DIRECTIONS: The full listing, from first line to last, should be set down again exactly.

___ TASK MATERIAL ___

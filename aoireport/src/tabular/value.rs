//! Scalar attribute values.

use serde::{Deserialize, Serialize};
use std::fmt;

/// A single attribute value.
///
/// Feature services hand back loosely typed attribute bags; this is the
/// closed set of scalar kinds the engine represents. Anything a layer
/// reports deserializes into one of these variants, in declaration order.
#[derive(Debug, Clone, PartialEq, Serialize, Deserialize)]
#[serde(untagged)]
pub enum FieldValue {
    /// Explicit null (also used for absent values at render time)
    Null,
    /// Boolean flag
    Bool(bool),
    /// Integer-valued number
    Int(i64),
    /// Floating-point number (also integers too large for `i64`)
    Float(f64),
    /// Free text
    Text(String),
}

impl fmt::Display for FieldValue {
    /// Renders the value as cell text: null becomes the empty string.
    fn fmt(&self, f: &mut fmt::Formatter<'_>) -> fmt::Result {
        match self {
            FieldValue::Null => Ok(()),
            FieldValue::Bool(b) => write!(f, "{}", b),
            FieldValue::Int(i) => write!(f, "{}", i),
            FieldValue::Float(x) => write!(f, "{}", x),
            FieldValue::Text(s) => f.write_str(s),
        }
    }
}

impl From<&str> for FieldValue {
    fn from(s: &str) -> Self {
        FieldValue::Text(s.to_string())
    }
}

impl From<i64> for FieldValue {
    fn from(i: i64) -> Self {
        FieldValue::Int(i)
    }
}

___

RESULT BELOW:
filename aoireport/src/tabular/value.rs
//! Scalar attribute values.

use serde::{Deserialize, Serialize};
use std::fmt;

/// A single attribute value.
///
/// Feature services hand back loosely typed attribute bags; this is the
/// closed set of scalar kinds the engine represents. Anything a layer
/// reports deserializes into one of these variants, in declaration order.
#[derive(Debug, Clone, PartialEq, Serialize, Deserialize)]
#[serde(untagged)]
pub enum FieldValue {
    /// Explicit null (also used for absent values at render time)
    Null,
    /// Boolean flag
    Bool(bool),
    /// Integer-valued number
    Int(i64),
    /// Floating-point number (also integers too large for `i64`)
    Float(f64),
    /// Free text
    Text(String),
}

impl fmt::Display for FieldValue {
    /// Renders the value as cell text: null becomes the empty string.
    fn fmt(&self, f: &mut fmt::Formatter<'_>) -> fmt::Result {
        match self {
            FieldValue::Null => Ok(()),
            FieldValue::Bool(b) => write!(f, "{}", b),
            FieldValue::Int(i) => write!(f, "{}", i),
            FieldValue::Float(x) => write!(f, "{}", x),
            FieldValue::Text(s) => f.write_str(s),
        }
    }
}

impl From<&str> for FieldValue {
    fn from(s: &str) -> Self {
        FieldValue::Text(s.to_string())
    }
}

impl From<i64> for FieldValue {
    fn from(i: i64) -> Self {
        FieldValue::Int(i)
    }
}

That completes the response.